- Activity -
Provide the entries once more, identical in every word.

- Record excerpts -

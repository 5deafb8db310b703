use std::sync::Arc;
use std::time::Instant;

use anyhow::Context;
use iced::Task;
use url::Url;
use vagdevi_config::{Config, ConfigLoader, constants::DEFAULT_RELAY_URL};
use vagdevi_core::catalog::packaging_carousel;

use crate::common::messages::DomainMessage;
use crate::domains::carousel::{CarouselDomain, HeroCarouselState};
use crate::domains::contact::{ContactDomain, ContactDomainState};
use crate::domains::ui::messages::Message as UiMessage;
use crate::infra::cache::images::fetch_image_with_key;
use crate::infra::constants::content::{BRANDS, FARMER_MASCOT, NAV_LOGO, VARIETIES};
use crate::infra::services::{EmailJsService, MailService};
use crate::infra::testing::stubs::RecordingMailService;
use crate::state::State;

const ENV_TEST_STUBS: &str = "VAGDEVI_TEST_STUBS";

#[derive(Clone, Debug)]
pub struct AppConfig {
    pub config: Config,
    /// Where submissions are posted; the default relay when none is configured.
    pub relay_endpoint: Url,
    pub use_test_stubs: bool,
}

impl AppConfig {
    pub fn new(config: Config) -> anyhow::Result<Self> {
        let relay_endpoint = match &config.mail_relay {
            Some(relay) => relay.api_url.clone(),
            None => Url::parse(DEFAULT_RELAY_URL)
                .context("default mail relay URL is invalid")?,
        };

        Ok(Self {
            config,
            relay_endpoint,
            use_test_stubs: false,
        })
    }

    pub fn from_environment() -> anyhow::Result<Self> {
        let load = ConfigLoader::new()
            .load()
            .context("failed to load showcase configuration")?;

        if let Some(path) = &load.config.metadata.config_path {
            log::info!("Using configuration file {}", path.display());
        }
        log::info!(
            "Mail relay {}",
            if load.config.mail_relay.is_some() {
                "configured"
            } else {
                "not configured"
            }
        );

        let use_test_stubs = std::env::var(ENV_TEST_STUBS).is_ok_and(|value| {
            matches!(
                value.trim().to_ascii_lowercase().as_str(),
                "1" | "true" | "yes"
            )
        });

        Ok(Self::new(load.config)?.with_test_stubs(use_test_stubs))
    }

    pub fn use_test_stubs(&self) -> bool {
        self.use_test_stubs
    }

    pub fn with_test_stubs(mut self, enabled: bool) -> Self {
        self.use_test_stubs = enabled;
        self
    }
}

/// Boot logic shared by the running application and tests.
pub fn base_state(config: &AppConfig) -> State {
    let mail_service: Arc<dyn MailService> = if config.use_test_stubs() {
        log::info!("Contact form submissions are recorded, not sent");
        Arc::new(RecordingMailService::new())
    } else {
        Arc::new(EmailJsService::new(config.relay_endpoint.clone()))
    };

    let mut state = State::new(config.config.clone(), mail_service);

    state.domains.carousel = CarouselDomain::new(HeroCarouselState::new(
        packaging_carousel(&BRANDS),
        &config.config.carousel,
    ));
    state.domains.contact =
        ContactDomain::new(ContactDomainState::new(&config.config.contact));
    state.domains.ui.state.observe_viewport(Instant::now());

    state
}

/// Every image locator the pages render.
pub fn image_locators(state: &State) -> Vec<String> {
    let carousel = state
        .domains
        .carousel
        .state
        .carousel
        .items()
        .iter()
        .map(|item| item.source.clone());
    let logos = BRANDS.iter().map(|brand| brand.logo.to_string());
    let varieties = VARIETIES.iter().map(|variety| variety.image.to_string());

    [NAV_LOGO.to_string(), FARMER_MASCOT.to_string()]
        .into_iter()
        .chain(carousel)
        .chain(logos)
        .chain(varieties)
        .collect()
}

/// Boot logic for the running application, returning the initial state and task batch.
pub fn runtime_boot(config: &AppConfig) -> (State, Task<DomainMessage>) {
    let mut state = base_state(config);

    let mut tasks = Vec::new();
    for locator in image_locators(&state) {
        if let Some(url) = state.images.request(&locator) {
            tasks.push(Task::perform(
                fetch_image_with_key(locator, url),
                |(key, result)| DomainMessage::Ui(UiMessage::ImageLoaded(key, result)),
            ));
        }
    }

    log::info!(
        "Showcase ready: {} carousel items, {} images pending",
        state.domains.carousel.state.carousel.len(),
        tasks.len()
    );

    (state, Task::batch(tasks))
}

- The completed task -
repository 5deafb8db310b703
use std::sync::Arc;
use std::time::Instant;

use anyhow::Context;
use iced::Task;
use url::Url;
use vagdevi_config::{Config, ConfigLoader, constants::DEFAULT_RELAY_URL};
use vagdevi_core::catalog::packaging_carousel;

use crate::common::messages::DomainMessage;
use crate::domains::carousel::{CarouselDomain, HeroCarouselState};
use crate::domains::contact::{ContactDomain, ContactDomainState};
use crate::domains::ui::messages::Message as UiMessage;
use crate::infra::cache::images::fetch_image_with_key;
use crate::infra::constants::content::{BRANDS, FARMER_MASCOT, NAV_LOGO, VARIETIES};
use crate::infra::services::{EmailJsService, MailService};
use crate::infra::testing::stubs::RecordingMailService;
use crate::state::State;

const ENV_TEST_STUBS: &str = "VAGDEVI_TEST_STUBS";

#[derive(Clone, Debug)]
pub struct AppConfig {
    pub config: Config,
    /// Where submissions are posted; the default relay when none is configured.
    pub relay_endpoint: Url,
    pub use_test_stubs: bool,
}

impl AppConfig {
    pub fn new(config: Config) -> anyhow::Result<Self> {
        let relay_endpoint = match &config.mail_relay {
            Some(relay) => relay.api_url.clone(),
            None => Url::parse(DEFAULT_RELAY_URL)
                .context("default mail relay URL is invalid")?,
        };

        Ok(Self {
            config,
            relay_endpoint,
            use_test_stubs: false,
        })
    }

    pub fn from_environment() -> anyhow::Result<Self> {
        let load = ConfigLoader::new()
            .load()
            .context("failed to load showcase configuration")?;

        if let Some(path) = &load.config.metadata.config_path {
            log::info!("Using configuration file {}", path.display());
        }
        log::info!(
            "Mail relay {}",
            if load.config.mail_relay.is_some() {
                "configured"
            } else {
                "not configured"
            }
        );

        let use_test_stubs = std::env::var(ENV_TEST_STUBS).is_ok_and(|value| {
            matches!(
                value.trim().to_ascii_lowercase().as_str(),
                "1" | "true" | "yes"
            )
        });

        Ok(Self::new(load.config)?.with_test_stubs(use_test_stubs))
    }

    pub fn use_test_stubs(&self) -> bool {
        self.use_test_stubs
    }

    pub fn with_test_stubs(mut self, enabled: bool) -> Self {
        self.use_test_stubs = enabled;
        self
    }
}

/// Boot logic shared by the running application and tests.
pub fn base_state(config: &AppConfig) -> State {
    let mail_service: Arc<dyn MailService> = if config.use_test_stubs() {
        log::info!("Contact form submissions are recorded, not sent");
        Arc::new(RecordingMailService::new())
    } else {
        Arc::new(EmailJsService::new(config.relay_endpoint.clone()))
    };

    let mut state = State::new(config.config.clone(), mail_service);

    state.domains.carousel = CarouselDomain::new(HeroCarouselState::new(
        packaging_carousel(&BRANDS),
        &config.config.carousel,
    ));
    state.domains.contact =
        ContactDomain::new(ContactDomainState::new(&config.config.contact));
    state.domains.ui.state.observe_viewport(Instant::now());

    state
}

/// Every image locator the pages render.
pub fn image_locators(state: &State) -> Vec<String> {
    let carousel = state
        .domains
        .carousel
        .state
        .carousel
        .items()
        .iter()
        .map(|item| item.source.clone());
    let logos = BRANDS.iter().map(|brand| brand.logo.to_string());
    let varieties = VARIETIES.iter().map(|variety| variety.image.to_string());

    [NAV_LOGO.to_string(), FARMER_MASCOT.to_string()]
        .into_iter()
        .chain(carousel)
        .chain(logos)
        .chain(varieties)
        .collect()
}

/// Boot logic for the running application, returning the initial state and task batch.
pub fn runtime_boot(config: &AppConfig) -> (State, Task<DomainMessage>) {
    let mut state = base_state(config);

    let mut tasks = Vec::new();
    for locator in image_locators(&state) {
        if let Some(url) = state.images.request(&locator) {
            tasks.push(Task::perform(
                fetch_image_with_key(locator, url),
                |(key, result)| DomainMessage::Ui(UiMessage::ImageLoaded(key, result)),
            ));
        }
    }

    log::info!(
        "Showcase ready: {} carousel items, {} images pending",
        state.domains.carousel.state.carousel.len(),
        tasks.len()
    );

    (state, Task::batch(tasks))
}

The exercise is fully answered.